### TASK BRIEF
Could you count how many lines of the data include "keystroke" and answer with the number only?

### EXERCISE INPUT
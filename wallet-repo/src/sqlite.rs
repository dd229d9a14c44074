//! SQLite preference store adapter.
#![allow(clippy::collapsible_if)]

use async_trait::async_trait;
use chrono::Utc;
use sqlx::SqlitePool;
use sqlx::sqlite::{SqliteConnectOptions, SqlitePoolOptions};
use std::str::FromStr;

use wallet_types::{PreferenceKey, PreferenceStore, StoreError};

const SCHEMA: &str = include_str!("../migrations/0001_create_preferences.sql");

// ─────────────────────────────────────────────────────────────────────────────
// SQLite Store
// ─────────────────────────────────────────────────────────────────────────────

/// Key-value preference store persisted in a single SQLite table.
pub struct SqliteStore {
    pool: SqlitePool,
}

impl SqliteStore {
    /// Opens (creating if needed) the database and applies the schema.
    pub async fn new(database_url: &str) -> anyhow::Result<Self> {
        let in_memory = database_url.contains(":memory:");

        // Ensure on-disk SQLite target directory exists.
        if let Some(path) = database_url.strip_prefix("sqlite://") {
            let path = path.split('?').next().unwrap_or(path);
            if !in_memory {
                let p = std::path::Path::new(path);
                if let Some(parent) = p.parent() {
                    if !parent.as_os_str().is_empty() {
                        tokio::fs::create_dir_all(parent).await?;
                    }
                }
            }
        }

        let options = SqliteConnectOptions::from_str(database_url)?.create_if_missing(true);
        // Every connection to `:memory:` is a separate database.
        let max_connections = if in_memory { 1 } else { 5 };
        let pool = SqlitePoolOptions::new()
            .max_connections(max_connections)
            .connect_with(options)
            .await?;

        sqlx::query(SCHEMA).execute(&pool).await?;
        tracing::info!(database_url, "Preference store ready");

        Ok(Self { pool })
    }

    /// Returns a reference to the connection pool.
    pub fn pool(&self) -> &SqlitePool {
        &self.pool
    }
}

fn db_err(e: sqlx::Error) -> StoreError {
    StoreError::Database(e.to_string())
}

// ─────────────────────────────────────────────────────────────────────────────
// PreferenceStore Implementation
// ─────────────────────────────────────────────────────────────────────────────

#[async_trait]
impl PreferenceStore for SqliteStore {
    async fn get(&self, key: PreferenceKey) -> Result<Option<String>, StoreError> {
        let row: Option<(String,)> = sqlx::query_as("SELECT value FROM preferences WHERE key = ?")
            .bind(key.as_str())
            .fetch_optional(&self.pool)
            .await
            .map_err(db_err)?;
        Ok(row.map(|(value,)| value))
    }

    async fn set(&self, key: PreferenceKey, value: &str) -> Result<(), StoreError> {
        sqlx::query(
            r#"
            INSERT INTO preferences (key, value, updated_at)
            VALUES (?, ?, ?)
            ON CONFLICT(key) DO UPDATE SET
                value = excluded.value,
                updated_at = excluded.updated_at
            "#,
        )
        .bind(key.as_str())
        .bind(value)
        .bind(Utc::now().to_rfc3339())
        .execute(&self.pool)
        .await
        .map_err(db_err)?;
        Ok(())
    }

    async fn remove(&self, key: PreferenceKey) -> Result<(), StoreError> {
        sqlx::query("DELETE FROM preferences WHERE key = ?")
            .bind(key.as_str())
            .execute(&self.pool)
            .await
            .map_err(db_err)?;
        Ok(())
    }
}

* * *

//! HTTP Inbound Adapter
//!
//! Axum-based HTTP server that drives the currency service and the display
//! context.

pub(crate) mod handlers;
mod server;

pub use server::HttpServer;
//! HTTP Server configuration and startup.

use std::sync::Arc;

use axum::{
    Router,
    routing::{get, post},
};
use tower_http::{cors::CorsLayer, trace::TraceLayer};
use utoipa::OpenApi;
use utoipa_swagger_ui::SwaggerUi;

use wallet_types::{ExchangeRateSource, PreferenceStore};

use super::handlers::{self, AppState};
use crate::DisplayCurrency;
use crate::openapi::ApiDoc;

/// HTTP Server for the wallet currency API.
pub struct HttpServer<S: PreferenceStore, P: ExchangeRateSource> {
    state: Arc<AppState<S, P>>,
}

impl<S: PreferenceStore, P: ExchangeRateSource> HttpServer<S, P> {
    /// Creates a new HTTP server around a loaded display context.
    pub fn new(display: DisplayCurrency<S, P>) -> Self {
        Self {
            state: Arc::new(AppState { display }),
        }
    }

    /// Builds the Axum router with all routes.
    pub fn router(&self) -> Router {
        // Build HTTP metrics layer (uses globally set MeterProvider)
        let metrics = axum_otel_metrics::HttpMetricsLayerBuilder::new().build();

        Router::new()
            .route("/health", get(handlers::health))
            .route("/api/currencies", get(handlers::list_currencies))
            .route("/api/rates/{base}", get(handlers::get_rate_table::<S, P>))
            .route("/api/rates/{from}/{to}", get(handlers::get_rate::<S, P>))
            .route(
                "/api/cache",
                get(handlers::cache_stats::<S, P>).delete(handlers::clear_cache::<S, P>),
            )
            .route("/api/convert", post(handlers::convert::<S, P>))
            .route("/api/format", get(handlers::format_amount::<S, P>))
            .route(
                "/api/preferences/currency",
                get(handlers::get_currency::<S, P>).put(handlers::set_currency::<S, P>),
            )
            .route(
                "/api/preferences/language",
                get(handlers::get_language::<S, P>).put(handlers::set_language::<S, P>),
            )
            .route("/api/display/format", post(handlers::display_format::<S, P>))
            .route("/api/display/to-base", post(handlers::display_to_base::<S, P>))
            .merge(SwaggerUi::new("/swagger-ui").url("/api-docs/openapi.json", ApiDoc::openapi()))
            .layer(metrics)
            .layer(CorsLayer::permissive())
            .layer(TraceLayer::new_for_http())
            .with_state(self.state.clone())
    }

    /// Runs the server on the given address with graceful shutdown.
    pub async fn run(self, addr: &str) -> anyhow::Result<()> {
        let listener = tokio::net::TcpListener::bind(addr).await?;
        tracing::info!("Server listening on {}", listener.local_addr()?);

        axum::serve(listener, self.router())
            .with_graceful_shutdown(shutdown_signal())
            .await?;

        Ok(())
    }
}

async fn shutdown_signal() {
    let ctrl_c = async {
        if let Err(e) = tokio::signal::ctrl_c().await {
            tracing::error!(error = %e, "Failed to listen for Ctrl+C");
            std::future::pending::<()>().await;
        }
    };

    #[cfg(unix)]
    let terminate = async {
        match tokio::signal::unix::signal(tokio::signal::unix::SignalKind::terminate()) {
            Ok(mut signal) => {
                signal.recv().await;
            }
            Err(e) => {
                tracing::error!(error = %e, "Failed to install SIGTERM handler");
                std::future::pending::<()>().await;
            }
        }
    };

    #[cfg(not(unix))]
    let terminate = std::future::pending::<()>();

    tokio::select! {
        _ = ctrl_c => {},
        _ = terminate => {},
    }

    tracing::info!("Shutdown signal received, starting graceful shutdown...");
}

==

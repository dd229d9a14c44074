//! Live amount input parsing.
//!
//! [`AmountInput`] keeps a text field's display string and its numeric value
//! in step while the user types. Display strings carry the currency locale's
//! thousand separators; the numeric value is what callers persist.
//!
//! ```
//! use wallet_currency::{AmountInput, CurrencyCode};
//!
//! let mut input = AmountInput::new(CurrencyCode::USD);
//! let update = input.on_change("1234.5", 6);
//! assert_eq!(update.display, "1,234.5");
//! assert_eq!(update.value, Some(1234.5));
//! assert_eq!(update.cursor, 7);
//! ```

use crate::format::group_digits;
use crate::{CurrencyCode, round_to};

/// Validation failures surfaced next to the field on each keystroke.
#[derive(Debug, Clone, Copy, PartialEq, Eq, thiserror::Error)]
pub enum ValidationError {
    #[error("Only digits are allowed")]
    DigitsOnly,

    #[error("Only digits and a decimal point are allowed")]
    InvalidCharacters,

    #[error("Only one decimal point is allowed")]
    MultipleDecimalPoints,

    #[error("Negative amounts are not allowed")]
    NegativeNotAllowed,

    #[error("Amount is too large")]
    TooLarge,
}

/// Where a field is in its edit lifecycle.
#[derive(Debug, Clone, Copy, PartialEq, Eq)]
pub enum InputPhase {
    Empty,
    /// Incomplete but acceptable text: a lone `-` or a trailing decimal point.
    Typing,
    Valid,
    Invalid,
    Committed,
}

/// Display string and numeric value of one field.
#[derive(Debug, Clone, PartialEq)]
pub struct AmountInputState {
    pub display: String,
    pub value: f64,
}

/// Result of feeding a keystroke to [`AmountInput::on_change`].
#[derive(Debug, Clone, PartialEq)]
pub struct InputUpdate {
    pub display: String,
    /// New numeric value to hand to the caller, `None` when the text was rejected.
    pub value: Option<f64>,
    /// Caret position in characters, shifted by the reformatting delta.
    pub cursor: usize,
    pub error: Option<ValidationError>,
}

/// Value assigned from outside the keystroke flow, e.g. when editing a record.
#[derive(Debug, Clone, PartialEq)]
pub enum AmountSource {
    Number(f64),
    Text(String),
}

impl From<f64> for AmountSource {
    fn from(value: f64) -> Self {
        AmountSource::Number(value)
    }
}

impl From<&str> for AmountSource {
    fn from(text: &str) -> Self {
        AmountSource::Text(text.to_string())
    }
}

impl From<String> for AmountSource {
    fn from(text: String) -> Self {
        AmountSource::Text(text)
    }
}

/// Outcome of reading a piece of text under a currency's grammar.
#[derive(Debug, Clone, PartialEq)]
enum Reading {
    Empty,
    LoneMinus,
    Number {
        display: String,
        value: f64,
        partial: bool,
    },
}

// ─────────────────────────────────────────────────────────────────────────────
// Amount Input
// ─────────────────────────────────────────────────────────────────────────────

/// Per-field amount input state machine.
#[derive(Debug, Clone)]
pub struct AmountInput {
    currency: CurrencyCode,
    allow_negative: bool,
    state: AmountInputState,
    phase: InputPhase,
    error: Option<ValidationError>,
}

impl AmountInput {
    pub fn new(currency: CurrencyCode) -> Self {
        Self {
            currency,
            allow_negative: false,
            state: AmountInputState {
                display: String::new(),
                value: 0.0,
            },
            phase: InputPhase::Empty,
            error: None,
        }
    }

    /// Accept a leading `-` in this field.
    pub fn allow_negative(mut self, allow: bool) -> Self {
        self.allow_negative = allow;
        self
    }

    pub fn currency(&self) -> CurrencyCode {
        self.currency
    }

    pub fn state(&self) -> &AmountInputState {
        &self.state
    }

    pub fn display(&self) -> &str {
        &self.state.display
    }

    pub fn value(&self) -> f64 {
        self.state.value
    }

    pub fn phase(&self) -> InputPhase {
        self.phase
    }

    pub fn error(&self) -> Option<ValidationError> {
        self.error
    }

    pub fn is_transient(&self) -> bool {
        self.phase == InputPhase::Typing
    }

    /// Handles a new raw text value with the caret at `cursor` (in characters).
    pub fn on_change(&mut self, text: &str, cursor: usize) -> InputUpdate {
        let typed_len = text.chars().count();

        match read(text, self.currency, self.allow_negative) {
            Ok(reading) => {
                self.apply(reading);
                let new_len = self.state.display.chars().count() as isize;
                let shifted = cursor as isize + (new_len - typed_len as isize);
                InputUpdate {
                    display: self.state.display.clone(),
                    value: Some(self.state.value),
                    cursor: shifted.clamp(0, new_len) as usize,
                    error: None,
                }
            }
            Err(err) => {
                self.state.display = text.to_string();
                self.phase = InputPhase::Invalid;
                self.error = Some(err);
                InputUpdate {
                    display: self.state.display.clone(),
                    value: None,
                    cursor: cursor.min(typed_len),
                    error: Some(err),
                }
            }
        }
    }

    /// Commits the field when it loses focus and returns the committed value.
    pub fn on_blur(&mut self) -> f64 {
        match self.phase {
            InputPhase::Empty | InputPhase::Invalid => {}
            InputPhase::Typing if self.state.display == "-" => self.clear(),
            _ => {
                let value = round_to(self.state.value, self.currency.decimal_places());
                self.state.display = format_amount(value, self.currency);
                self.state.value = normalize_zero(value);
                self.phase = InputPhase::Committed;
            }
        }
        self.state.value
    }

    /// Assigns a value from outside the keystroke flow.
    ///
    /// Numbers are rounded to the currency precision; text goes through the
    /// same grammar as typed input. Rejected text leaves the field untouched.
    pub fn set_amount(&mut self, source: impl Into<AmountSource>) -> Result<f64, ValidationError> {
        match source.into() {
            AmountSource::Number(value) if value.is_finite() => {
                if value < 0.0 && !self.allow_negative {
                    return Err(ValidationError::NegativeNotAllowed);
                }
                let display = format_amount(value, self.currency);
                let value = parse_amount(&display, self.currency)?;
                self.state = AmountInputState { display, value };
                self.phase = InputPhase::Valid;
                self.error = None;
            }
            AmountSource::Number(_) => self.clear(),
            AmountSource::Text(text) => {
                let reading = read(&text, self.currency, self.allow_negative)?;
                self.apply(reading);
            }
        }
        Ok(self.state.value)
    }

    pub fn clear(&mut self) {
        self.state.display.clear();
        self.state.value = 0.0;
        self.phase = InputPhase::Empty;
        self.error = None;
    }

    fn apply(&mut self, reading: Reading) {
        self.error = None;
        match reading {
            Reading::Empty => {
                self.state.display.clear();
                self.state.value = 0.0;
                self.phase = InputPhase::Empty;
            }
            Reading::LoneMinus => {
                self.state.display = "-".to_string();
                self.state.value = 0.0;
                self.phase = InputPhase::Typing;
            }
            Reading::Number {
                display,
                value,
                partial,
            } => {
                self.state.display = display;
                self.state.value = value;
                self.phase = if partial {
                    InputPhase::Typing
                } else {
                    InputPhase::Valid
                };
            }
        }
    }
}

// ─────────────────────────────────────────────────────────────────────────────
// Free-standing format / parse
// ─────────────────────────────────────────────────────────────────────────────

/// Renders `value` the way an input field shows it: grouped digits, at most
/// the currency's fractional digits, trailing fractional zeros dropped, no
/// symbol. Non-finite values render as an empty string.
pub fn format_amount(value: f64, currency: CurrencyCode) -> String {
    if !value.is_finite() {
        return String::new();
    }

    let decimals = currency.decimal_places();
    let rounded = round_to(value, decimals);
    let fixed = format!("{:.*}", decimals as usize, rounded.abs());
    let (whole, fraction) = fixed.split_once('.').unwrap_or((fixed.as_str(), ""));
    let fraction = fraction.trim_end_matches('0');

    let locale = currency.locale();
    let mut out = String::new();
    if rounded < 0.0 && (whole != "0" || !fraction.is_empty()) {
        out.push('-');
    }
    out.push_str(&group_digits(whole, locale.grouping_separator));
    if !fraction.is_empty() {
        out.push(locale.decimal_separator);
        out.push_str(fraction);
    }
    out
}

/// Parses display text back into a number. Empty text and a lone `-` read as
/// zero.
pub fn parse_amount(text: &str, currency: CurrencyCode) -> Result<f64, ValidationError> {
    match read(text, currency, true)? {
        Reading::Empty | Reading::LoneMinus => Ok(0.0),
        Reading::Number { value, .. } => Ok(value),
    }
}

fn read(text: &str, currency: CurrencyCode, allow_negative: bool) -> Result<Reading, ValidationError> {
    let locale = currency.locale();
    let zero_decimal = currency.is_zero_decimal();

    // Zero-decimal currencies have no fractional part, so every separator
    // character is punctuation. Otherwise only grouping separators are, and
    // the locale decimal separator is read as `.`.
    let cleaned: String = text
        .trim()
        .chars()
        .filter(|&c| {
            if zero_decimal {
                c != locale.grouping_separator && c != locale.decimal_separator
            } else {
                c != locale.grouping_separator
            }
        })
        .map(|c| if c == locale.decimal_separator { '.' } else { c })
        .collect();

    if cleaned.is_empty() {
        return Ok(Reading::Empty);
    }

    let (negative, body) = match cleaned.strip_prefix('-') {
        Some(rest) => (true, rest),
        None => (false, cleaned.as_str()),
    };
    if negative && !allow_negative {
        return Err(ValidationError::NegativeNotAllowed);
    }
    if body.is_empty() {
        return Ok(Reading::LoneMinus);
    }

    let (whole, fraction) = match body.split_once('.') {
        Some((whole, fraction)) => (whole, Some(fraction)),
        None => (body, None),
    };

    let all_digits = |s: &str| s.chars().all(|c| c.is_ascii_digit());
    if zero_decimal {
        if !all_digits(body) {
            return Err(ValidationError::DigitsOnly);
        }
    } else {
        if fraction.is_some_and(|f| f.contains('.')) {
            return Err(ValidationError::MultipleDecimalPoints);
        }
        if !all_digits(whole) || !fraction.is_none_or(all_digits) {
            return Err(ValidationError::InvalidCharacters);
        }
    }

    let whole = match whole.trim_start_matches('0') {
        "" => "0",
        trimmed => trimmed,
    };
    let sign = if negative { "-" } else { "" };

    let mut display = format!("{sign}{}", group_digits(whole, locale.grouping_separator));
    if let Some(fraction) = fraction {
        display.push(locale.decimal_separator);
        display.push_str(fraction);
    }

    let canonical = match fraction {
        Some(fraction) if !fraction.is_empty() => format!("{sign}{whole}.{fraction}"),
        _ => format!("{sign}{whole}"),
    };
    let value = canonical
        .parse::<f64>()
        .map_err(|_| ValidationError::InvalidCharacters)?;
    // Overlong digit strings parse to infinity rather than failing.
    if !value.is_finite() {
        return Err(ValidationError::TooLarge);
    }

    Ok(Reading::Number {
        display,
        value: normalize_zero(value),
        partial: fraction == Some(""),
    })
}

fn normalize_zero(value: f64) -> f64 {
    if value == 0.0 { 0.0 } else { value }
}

### ANSWER SECTION
4